[What is being asked] Once you find the line with "pub fn create<P: AsRef<Path>>(path: P)" in the entries below, return exactly every line from it through the line with "to create event".

*** Opening of Exercise material ***

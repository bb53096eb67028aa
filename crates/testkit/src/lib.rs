#![warn(missing_docs)]
//! Deterministic testing surfaces for circuits: fixture builders, a recording
//! hook, a tick-stepping harness and JSON sinks for CI artifacts.

mod circuit;
mod metrics;
mod worldtest;

use anyhow::{Context, Result};
use redwire_core::{Position, SimTick};
use serde::Serialize;
use std::fs::{self, File};
use std::io::Write;
use std::path::Path;

pub use circuit::*;
pub use metrics::*;
pub use worldtest::*;

/// Primary event record captured by headless runs.
#[derive(Debug, Serialize)]
pub struct EventRecord<'a> {
    /// Simulation tick when the event occurred.
    pub tick: SimTick,
    /// Human-readable kind label.
    pub kind: &'a str,
    /// Cell the event is about, if any.
    #[serde(skip_serializing_if = "Option::is_none")]
    pub pos: Option<Position>,
    /// Free-form payload.
    pub payload: &'a str,
}

/// A sink that writes newline-delimited JSON to disk.
pub struct JsonlSink {
    file: File,
}

impl JsonlSink {
    /// Create a new sink at `path`, creating parent dirs if needed.
    pub fn create<P: AsRef<Path>>(path: P) -> Result<Self> {
        let path = path.as_ref();
        if let Some(parent) = path.parent() {
            fs::create_dir_all(parent)?;
        }
        let file = File::create(path)
            .with_context(|| format!("Failed to create event log {}", path.display()))?;
        Ok(Self { file })
    }

    /// Append an event to the log.
    pub fn write(&mut self, event: &EventRecord<'_>) -> Result<()> {
        self.write_value(event)
    }

    /// Append any serializable value as one line.
    pub fn write_value<T: Serialize>(&mut self, value: &T) -> Result<()> {
        let line = serde_json::to_string(value)?;
        self.file.write_all(line.as_bytes())?;
        self.file.write_all(b"\n")?;
        Ok(())
    }
}

#[cfg(test)]
mod tests {
    use super::*;
    use std::time::{SystemTime, UNIX_EPOCH};

    #[test]
    fn jsonl_sink_writes_one_line_per_event() {
        let path = std::env::temp_dir().join(format!(
            "redwire-events-{}.jsonl",
            SystemTime::now()
                .duration_since(UNIX_EPOCH)
                .unwrap()
                .as_nanos()
        ));
        let mut sink = JsonlSink::create(&path).expect("sink create");
        sink.write(&EventRecord {
            tick: SimTick(3),
            kind: "power",
            pos: Some(Position::new(1, 2, 3)),
            payload: "0->14",
        })
        .expect("write succeeds");
        sink.write(&EventRecord {
            tick: SimTick(4),
            kind: "tick",
            pos: None,
            payload: "",
        })
        .expect("write succeeds");
        drop(sink);

        let contents = fs::read_to_string(&path).expect("file readable");
        let lines: Vec<&str> = contents.lines().collect();
        assert_eq!(lines.len(), 2);
        assert!(lines[0].contains("\"kind\":\"power\""));
        assert!(lines[0].contains("\"pos\""));
        assert!(!lines[1].contains("\"pos\""));
        fs::remove_file(&path).ok();
    }
}
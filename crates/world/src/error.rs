use crate::block::BlockKind;
use redwire_core::Position;
use thiserror::Error;

/// Caller mistakes on the engine's public operations.
///
/// Nothing inside a cascade returns these; the simulation itself never fails.
#[derive(Error, Debug, Clone, PartialEq, Eq)]
pub enum EngineError {
    #[error("Cell {0} is not loaded")]
    Unloaded(Position),

    #[error("Expected redstone wire at {pos}, found {found}")]
    NotAWire { pos: Position, found: BlockKind },

    #[error("Expected {expected} at {pos}, found {found}")]
    UnexpectedBlock {
        pos: Position,
        expected: BlockKind,
        found: BlockKind,
    },
}

/// Rejected engine configuration.
#[derive(Error, Debug, Clone, PartialEq, Eq)]
pub enum ConfigError {
    #[error("{field} must be at least {min}, got {value}")]
    TooSmall {
        field: &'static str,
        min: u64,
        value: u64,
    },
}

pub type EngineResult<T> = std::result::Result<T, EngineError>;
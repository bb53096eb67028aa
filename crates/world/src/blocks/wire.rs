//! Redstone wire.

use super::{SignalSource, WireLike};
use crate::block::{side_property, BlockKind, BlockState, RedstoneSide, POWER};
use crate::connectivity::{cross_state, is_cross, is_dot, resolve_wire};
use crate::level::Level;
use crate::neighbor::Cascade;
use crate::redstone::{clamp_power, SignalContext};
use redwire_core::{Direction, Position, UpdateFlags};

/// Wire carrying a power level that drops by one per hop.
#[derive(Debug, Clone, Copy, Default)]
pub struct RedstoneWire;

impl SignalSource for RedstoneWire {
    fn is_signal_source(&self, _state: BlockState, ctx: SignalContext) -> bool {
        ctx.wires_emit
    }

    fn signal(
        &self,
        level: &dyn Level,
        state: BlockState,
        pos: Position,
        direction: Direction,
        ctx: SignalContext,
    ) -> u8 {
        if !ctx.wires_emit || direction == Direction::Down {
            return 0;
        }
        let power = state.get(POWER);
        if power == 0 {
            return 0;
        }
        if direction == Direction::Up {
            return power;
        }
        let resolved = resolve_wire(level, pos, state);
        if self.side(resolved, direction.opposite()).is_connected() {
            power
        } else {
            0
        }
    }

    fn direct_signal(
        &self,
        level: &dyn Level,
        state: BlockState,
        pos: Position,
        direction: Direction,
        ctx: SignalContext,
    ) -> u8 {
        self.signal(level, state, pos, direction, ctx)
    }
}

impl WireLike for RedstoneWire {
    fn power(&self, state: BlockState) -> u8 {
        state.get(POWER)
    }

    fn with_power(&self, state: BlockState, power: u8) -> BlockState {
        state.with(POWER, clamp_power(power))
    }

    fn side(&self, state: BlockState, direction: Direction) -> RedstoneSide {
        side_property(direction).map_or(RedstoneSide::None, |prop| state.get(prop))
    }
}

fn is_wire(level: &dyn Level, pos: Position) -> bool {
    level.state_or_air(pos).is(BlockKind::RedstoneWire)
}

/// Neighbor-update a wire and the blocks around it, so a corner it turns
/// around notices a change two blocks away.
fn check_corner_change(cascade: &mut Cascade<'_>, pos: Position) {
    if !is_wire(cascade.level(), pos) {
        return;
    }
    cascade.update_neighbors_at(pos, BlockKind::RedstoneWire);
    for direction in Direction::ALL {
        cascade.update_neighbors_at(pos.relative(direction), BlockKind::RedstoneWire);
    }
}

/// Wake the wires beside `pos`, and the ones a step up or down from them.
pub fn update_neighbors_of_neighboring_wires(cascade: &mut Cascade<'_>, pos: Position) {
    for direction in Direction::HORIZONTAL {
        check_corner_change(cascade, pos.relative(direction));
    }
    for direction in Direction::HORIZONTAL {
        let side = pos.relative(direction);
        let corner = if cascade.level().state_or_air(side).is_conductor() {
            side.above()
        } else {
            side.below()
        };
        check_corner_change(cascade, corner);
    }
}

/// Shape-update the wires diagonally above and below every connected side
/// whose lateral neighbor is not itself wire.
pub fn update_indirect_shapes(
    cascade: &mut Cascade<'_>,
    state: BlockState,
    pos: Position,
    flags: UpdateFlags,
    depth: u32,
) {
    for direction in Direction::HORIZONTAL {
        if !RedstoneWire.side(state, direction).is_connected() {
            continue;
        }
        let side = pos.relative(direction);
        if is_wire(cascade.level(), side) {
            continue;
        }
        for diagonal in [side.below(), side.above()] {
            if !is_wire(cascade.level(), diagonal) {
                continue;
            }
            let neighbor_pos = diagonal.relative(direction.opposite());
            let neighbor_state = cascade.level().state_or_air(neighbor_pos);
            cascade.shape_update(
                diagonal,
                direction.opposite(),
                neighbor_pos,
                neighbor_state,
                flags,
                depth,
            );
        }
    }
}

/// Shape the wire at `pos` takes when a player toggles it: a cross turns into
/// a dot and a dot into a cross, then both are fitted to the neighbors.
/// `None` when the wire is neither or the result would not differ.
pub fn toggled(level: &dyn Level, pos: Position, state: BlockState) -> Option<BlockState> {
    let base = if is_cross(state) {
        BlockState::new(BlockKind::RedstoneWire)
    } else if is_dot(state) {
        cross_state()
    } else {
        return None;
    };
    let toggled = resolve_wire(level, pos, base.with(POWER, state.get(POWER)));
    (toggled != state).then_some(toggled)
}

/// Neighbor-update conductors that a toggled wire started or stopped pointing into.
pub fn updates_on_shape_change(
    cascade: &mut Cascade<'_>,
    pos: Position,
    old: BlockState,
    new: BlockState,
) {
    for direction in Direction::HORIZONTAL {
        let neighbor = pos.relative(direction);
        let changed = RedstoneWire.side(old, direction).is_connected()
            != RedstoneWire.side(new, direction).is_connected();
        if changed && cascade.level().state_or_air(neighbor).is_conductor() {
            cascade.update_neighbors_at_except(neighbor, BlockKind::RedstoneWire, direction.opposite());
        }
    }
}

*** Close of Exercise material ***

[Response area]
    pub fn create<P: AsRef<Path>>(path: P) -> Result<Self> {
        let path = path.as_ref();
        if let Some(parent) = path.parent() {
            fs::create_dir_all(parent)?;
        }
        let file = File::create(path)
            .with_context(|| format!("Failed to create event log {}", path.display()))?;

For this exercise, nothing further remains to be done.